The Suggestion report now takes into account different cut-off concentrations for ingredients’ relevance to triggering some hazard classifications for the product mixture, depending on the GHS revision you select for the SDS (on the “2 Hazards” tab).
For skin and eye corrosion classifications, the Suggestion report now takes into consideration the possibility that an individual ingredient at or above a 1-percent concentration level has an extreme pH (outside the 2 to 11.5 pH range on the linked Substance record).
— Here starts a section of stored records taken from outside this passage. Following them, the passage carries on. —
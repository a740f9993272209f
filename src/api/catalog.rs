use serde::Deserialize;
use warp::{
    reject::{self, Rejection},
    reply::{self, Reply},
    Filter,
};

use crate::{
    actions::{get_ingredient, get_tag, list_ingredients, list_tags},
    cache::cache::{get_or_fetch, CacheKey, CachedIngredients, CachedTags},
    schema::Id,
};

use super::state::{with_state, AppState};

#[derive(Deserialize, Debug, Default)]
pub struct IngredientQuery {
    pub name: Option<String>,
}

async fn all_tags(state: AppState) -> Result<impl Reply, Rejection> {
    let pool = state.pool.clone();
    let tags = get_or_fetch::<CachedTags, _, _>(CacheKey::Tags, state.cache.as_ref(), || async move {
        list_tags(&pool).await
    })
    .await
    .map_err(reject::custom)?;

    Ok(reply::json(&tags))
}

async fn one_tag(id: Id, state: AppState) -> Result<impl Reply, Rejection> {
    let tag = get_tag(id, &state.pool).await.map_err(reject::custom)?;
    Ok(reply::json(&tag))
}

async fn search_ingredients(
    state: AppState,
    query: IngredientQuery,
) -> Result<impl Reply, Rejection> {
    let name = query.name.filter(|name| !name.trim().is_empty());
    let pool = state.pool.clone();
    let key = CacheKey::Ingredients(name.clone());

    let ingredients =
        get_or_fetch::<CachedIngredients, _, _>(key, state.cache.as_ref(), || async move {
            list_ingredients(name.as_deref(), &pool).await
        })
        .await
        .map_err(reject::custom)?;

    Ok(reply::json(&ingredients))
}

async fn one_ingredient(id: Id, state: AppState) -> Result<impl Reply, Rejection> {
    let ingredient = get_ingredient(id, &state.pool)
        .await
        .map_err(reject::custom)?;
    Ok(reply::json(&ingredient))
}

pub fn catalog_routes(
    state: AppState,
) -> impl Filter<Extract = (impl Reply,), Error = Rejection> + Clone {
    let tags = warp::path("tags")
        .and(warp::path::end())
        .and(warp::get())
        .and(with_state(state.clone()))
        .and_then(all_tags);

    let tag = warp::path("tags")
        .and(warp::path::param::<Id>())
        .and(warp::path::end())
        .and(warp::get())
        .and(with_state(state.clone()))
        .and_then(one_tag);

    let ingredients = warp::path("ingredients")
        .and(warp::path::end())
        .and(warp::get())
        .and(with_state(state.clone()))
        .and(warp::query::<IngredientQuery>())
        .and_then(search_ingredients);

    let ingredient = warp::path("ingredients")
        .and(warp::path::param::<Id>())
        .and(warp::path::end())
        .and(warp::get())
        .and(with_state(state))
        .and_then(one_ingredient);

    tags.or(tag).or(ingredients).or(ingredient)
}
use std::path::Path;

use sqlx::{Pool, Postgres, QueryBuilder};

use crate::{
    constants::{MAX_BIND_PARAMETERS, MAX_NAME_LENGTH},
    error::FoodgramError,
    schema::{Id, Ingredient, NewIngredient},
};

/// Case-insensitive prefix search, ordered by name.
pub async fn list_ingredients(
    name_prefix: Option<&str>,
    pool: &Pool<Postgres>,
) -> Result<Vec<Ingredient>, FoodgramError> {
    let list: Vec<Ingredient> = match name_prefix.map(str::trim).filter(|p| !p.is_empty()) {
        Some(prefix) => {
            let pattern = format!("{}%", escape_like(&prefix.to_lowercase()));
            sqlx::query_as(
                "SELECT * FROM ingredients WHERE LOWER(name) LIKE $1 ORDER BY name, measurement_unit",
            )
            .bind(pattern)
            .fetch_all(pool)
            .await?
        }
        None => {
            sqlx::query_as("SELECT * FROM ingredients ORDER BY name, measurement_unit")
                .fetch_all(pool)
                .await?
        }
    };

    Ok(list)
}

pub async fn get_ingredient(id: Id, pool: &Pool<Postgres>) -> Result<Ingredient, FoodgramError> {
    let row: Option<Ingredient> = sqlx::query_as("SELECT * FROM ingredients WHERE id = $1")
        .bind(id)
        .fetch_optional(pool)
        .await?;

    row.ok_or(FoodgramError::DoesNotExist("Ingredient"))
}

fn escape_like(value: &str) -> String {
    value
        .replace('\\', "\\\\")
        .replace('%', "\\%")
        .replace('_', "\\_")
}

/// Inserts in chunks; pairs that already exist are skipped, so repeated loads
/// of the same dataset are no-ops. Returns the number of new rows.
pub async fn bulk_create_ingredients(
    ingredients: &[NewIngredient],
    pool: &Pool<Postgres>,
) -> Result<u64, FoodgramError> {
    let mut inserted = 0;

    for chunk in ingredients.chunks(MAX_BIND_PARAMETERS / 2) {
        let mut query_builder: QueryBuilder<Postgres> =
            QueryBuilder::new("INSERT INTO ingredients (name, measurement_unit) ");

        query_builder.push_values(chunk, |mut b, ingredient| {
            b.push_bind(ingredient.name.as_str())
                .push_bind(ingredient.measurement_unit.as_str());
        });
        query_builder.push(" ON CONFLICT (name, measurement_unit) DO NOTHING");

        let result = query_builder.build().execute(pool).await?;
        inserted += result.rows_affected();
        log::debug!("Inserted {} of {} ingredients", result.rows_affected(), chunk.len());
    }

    Ok(inserted)
}

/// Parses `[{"name": .., "measurement_unit": ..}]` JSON or `name,unit` CSV.
pub fn parse_ingredient_dataset(
    contents: &str,
    csv: bool,
) -> Result<Vec<NewIngredient>, FoodgramError> {
    let parsed: Vec<NewIngredient> = if csv {
        parse_csv(contents)?
    } else {
        serde_json::from_str(contents).map_err(|e| FoodgramError::Dataset(format!("{e}")))?
    };

    let mut ingredients = Vec::with_capacity(parsed.len());
    for ingredient in parsed {
        let name = ingredient.name.trim();
        let unit = ingredient.measurement_unit.trim();
        if name.is_empty() || unit.is_empty() {
            return Err(FoodgramError::Dataset(format!(
                "Ingredient {:?} is missing a name or unit",
                ingredient.name
            )));
        }
        if name.chars().count() > MAX_NAME_LENGTH || unit.chars().count() > MAX_NAME_LENGTH {
            return Err(FoodgramError::Dataset(format!("Ingredient {name:?} is too long")));
        }
        ingredients.push(NewIngredient {
            name: name.to_owned(),
            measurement_unit: unit.to_owned(),
        });
    }

    Ok(ingredients)
}

fn parse_csv(contents: &str) -> Result<Vec<NewIngredient>, FoodgramError> {
    let mut reader = csv::ReaderBuilder::new()
        .has_headers(false)
        .flexible(true)
        .trim(csv::Trim::All)
        .from_reader(contents.as_bytes());

    let mut parsed = vec![];
    for record in reader.records() {
        let record = record.map_err(|e| FoodgramError::Dataset(format!("{e}")))?;
        let line = record.position().map(|p| p.line()).unwrap_or_default();

        match (record.get(0), record.get(1), record.len()) {
            (Some(name), Some(unit), 2) => parsed.push(NewIngredient {
                name: name.to_owned(),
                measurement_unit: unit.to_owned(),
            }),
            _ => {
                return Err(FoodgramError::Dataset(format!(
                    "Line {line}: expected `name,unit`"
                )))
            }
        }
    }

    Ok(parsed)
}

pub async fn read_ingredient_dataset(path: &Path) -> Result<Vec<NewIngredient>, FoodgramError> {
    let contents = tokio::fs::read_to_string(path)
        .await
        .map_err(|e| FoodgramError::Dataset(format!("{}: {e}", path.display())))?;

    let csv = path
        .extension()
        .is_some_and(|ext| ext.eq_ignore_ascii_case("csv"));

    parse_ingredient_dataset(&contents, csv)
}

#[cfg(test)]
mod tests {
    use super::*;
    use pretty_assertions::assert_eq;

    #[test]
    fn parses_json() {
        let data = r#"[
            {"name": "абрикосовое варенье", "measurement_unit": "г"},
            {"name": " salt ", "measurement_unit": "g"}
        ]"#;
        let parsed = parse_ingredient_dataset(data, false).unwrap();

        assert_eq!(parsed.len(), 2);
        assert_eq!(parsed[0].measurement_unit, "г");
        assert_eq!(parsed[1].name, "salt");
    }

    #[test]
    fn parses_csv_with_commas_in_name() {
        let data = "salt,g\n\n\"pepper, black\",pinch\n";
        let parsed = parse_ingredient_dataset(data, true).unwrap();

        assert_eq!(parsed.len(), 2);
        assert_eq!(parsed[1].name, "pepper, black");
        assert_eq!(parsed[1].measurement_unit, "pinch");
    }

    #[test]
    fn parses_csv_quoting() {
        let data = "\"5\"\" pan\",piece\nsalt,\"g, coarse\"\n";
        let parsed = parse_ingredient_dataset(data, true).unwrap();

        assert_eq!(parsed.len(), 2);
        assert_eq!(parsed[0].name, "5\" pan");
        assert_eq!(parsed[0].measurement_unit, "piece");
        assert_eq!(parsed[1].name, "salt");
        assert_eq!(parsed[1].measurement_unit, "g, coarse");
    }

    #[test]
    fn rejects_extra_columns() {
        assert!(parse_ingredient_dataset("salt,g,extra\n", true).is_err());
    }

    #[test]
    fn rejects_incomplete_rows() {
        assert!(parse_ingredient_dataset("salt\n", true).is_err());
        assert!(parse_ingredient_dataset("salt, \n", true).is_err());
        assert!(parse_ingredient_dataset(r#"[{"name": "salt"}]"#, false).is_err());
    }

    #[test]
    fn like_patterns_are_escaped() {
        assert_eq!(escape_like("50%_off"), "50\\%\\_off");
    }
}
Previously, the report only checked the pH of the mixture itself.
On the “9 Phys-chem props” tab of the SDS entry form, the program now switches the “required” field titles (indicated by a bold burgundy color on the field titles), based on the GHS revision you select for the SDS.
On the Substances browse list, when you select Hazards -> “With GHS hazard class…” from the Search button menu, you can now find Substance records with multiple GHS hazard classes, by [Shift]-clicking or [Ctrl]-clicking on each additional hazard code from the list.
Also on the Substances browse list, Search button menu, Hazards submenu, there is a new option to find records “Without GHS hazard classes”.
Some hazard classification categories needed to be added to UN GHS rev. 7 and to US21 (the 2024 US-OSHA Hazard Communication Standard), either because the existing entries did not have any subcategories (A, B, etc.), or because the existing entries had only subcategories.